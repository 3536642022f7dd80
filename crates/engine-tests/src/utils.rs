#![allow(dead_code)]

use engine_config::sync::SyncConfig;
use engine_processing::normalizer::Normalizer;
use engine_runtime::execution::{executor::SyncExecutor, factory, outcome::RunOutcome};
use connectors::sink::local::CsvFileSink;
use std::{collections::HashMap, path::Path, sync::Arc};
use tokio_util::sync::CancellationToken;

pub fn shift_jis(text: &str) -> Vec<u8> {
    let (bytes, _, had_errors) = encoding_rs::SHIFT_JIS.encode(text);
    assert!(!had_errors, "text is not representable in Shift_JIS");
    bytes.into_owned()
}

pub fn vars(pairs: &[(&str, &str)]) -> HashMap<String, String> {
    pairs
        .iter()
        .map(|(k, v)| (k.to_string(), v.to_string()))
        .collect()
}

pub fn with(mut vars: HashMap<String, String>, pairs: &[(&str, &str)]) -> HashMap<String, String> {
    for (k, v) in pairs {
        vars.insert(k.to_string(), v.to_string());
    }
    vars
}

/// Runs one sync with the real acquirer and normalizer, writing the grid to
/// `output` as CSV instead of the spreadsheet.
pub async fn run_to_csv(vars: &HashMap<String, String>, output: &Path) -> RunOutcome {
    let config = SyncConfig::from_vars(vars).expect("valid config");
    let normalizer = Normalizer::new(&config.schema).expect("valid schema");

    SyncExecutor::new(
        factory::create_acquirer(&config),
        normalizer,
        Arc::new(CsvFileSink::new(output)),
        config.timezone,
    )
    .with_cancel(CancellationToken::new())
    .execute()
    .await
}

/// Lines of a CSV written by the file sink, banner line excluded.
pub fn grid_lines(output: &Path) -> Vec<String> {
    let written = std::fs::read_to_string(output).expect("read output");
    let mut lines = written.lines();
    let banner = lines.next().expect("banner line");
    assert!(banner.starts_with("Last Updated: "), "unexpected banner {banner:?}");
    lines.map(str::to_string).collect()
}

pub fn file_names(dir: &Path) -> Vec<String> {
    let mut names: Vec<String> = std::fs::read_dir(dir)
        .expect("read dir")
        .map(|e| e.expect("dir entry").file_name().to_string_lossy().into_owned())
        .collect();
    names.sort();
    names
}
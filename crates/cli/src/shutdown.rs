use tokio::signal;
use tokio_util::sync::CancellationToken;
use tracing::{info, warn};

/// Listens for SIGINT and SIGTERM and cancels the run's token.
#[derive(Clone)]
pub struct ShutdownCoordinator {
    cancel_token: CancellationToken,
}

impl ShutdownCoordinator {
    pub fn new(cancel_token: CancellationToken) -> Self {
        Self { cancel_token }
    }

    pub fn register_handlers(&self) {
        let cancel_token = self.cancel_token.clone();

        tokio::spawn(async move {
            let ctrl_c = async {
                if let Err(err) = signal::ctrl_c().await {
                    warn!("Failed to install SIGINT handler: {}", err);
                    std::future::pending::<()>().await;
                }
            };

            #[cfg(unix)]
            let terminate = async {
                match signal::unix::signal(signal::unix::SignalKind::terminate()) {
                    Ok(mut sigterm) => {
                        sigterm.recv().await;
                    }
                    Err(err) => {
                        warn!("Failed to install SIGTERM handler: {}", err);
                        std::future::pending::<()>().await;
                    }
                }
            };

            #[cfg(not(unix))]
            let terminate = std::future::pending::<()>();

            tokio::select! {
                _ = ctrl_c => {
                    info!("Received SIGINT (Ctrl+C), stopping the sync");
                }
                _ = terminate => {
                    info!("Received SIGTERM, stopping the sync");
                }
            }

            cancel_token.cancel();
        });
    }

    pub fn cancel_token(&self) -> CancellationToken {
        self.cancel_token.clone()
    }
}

• • • • •

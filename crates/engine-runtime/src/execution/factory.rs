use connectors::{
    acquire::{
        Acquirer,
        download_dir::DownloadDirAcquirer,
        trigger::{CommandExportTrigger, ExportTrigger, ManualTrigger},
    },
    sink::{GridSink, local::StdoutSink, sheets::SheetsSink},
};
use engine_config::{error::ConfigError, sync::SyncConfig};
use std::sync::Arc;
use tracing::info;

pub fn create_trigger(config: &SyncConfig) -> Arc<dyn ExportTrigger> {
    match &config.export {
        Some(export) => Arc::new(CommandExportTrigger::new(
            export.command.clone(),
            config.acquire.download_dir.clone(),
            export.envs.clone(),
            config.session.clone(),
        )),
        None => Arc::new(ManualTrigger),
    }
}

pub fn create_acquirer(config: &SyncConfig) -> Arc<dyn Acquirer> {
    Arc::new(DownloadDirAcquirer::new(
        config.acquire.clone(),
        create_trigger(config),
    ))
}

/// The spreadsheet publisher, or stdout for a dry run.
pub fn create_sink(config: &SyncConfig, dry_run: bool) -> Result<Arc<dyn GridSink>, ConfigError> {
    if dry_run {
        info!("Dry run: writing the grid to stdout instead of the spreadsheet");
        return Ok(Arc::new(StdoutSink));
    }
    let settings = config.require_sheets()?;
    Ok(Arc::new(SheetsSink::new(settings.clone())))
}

• • • • •

■ **EXERCISE DIRECTIONS**
Every line above that contains "future" counts once. Give the number of those lines and nothing more.

■ **TASK RESPONSE**
3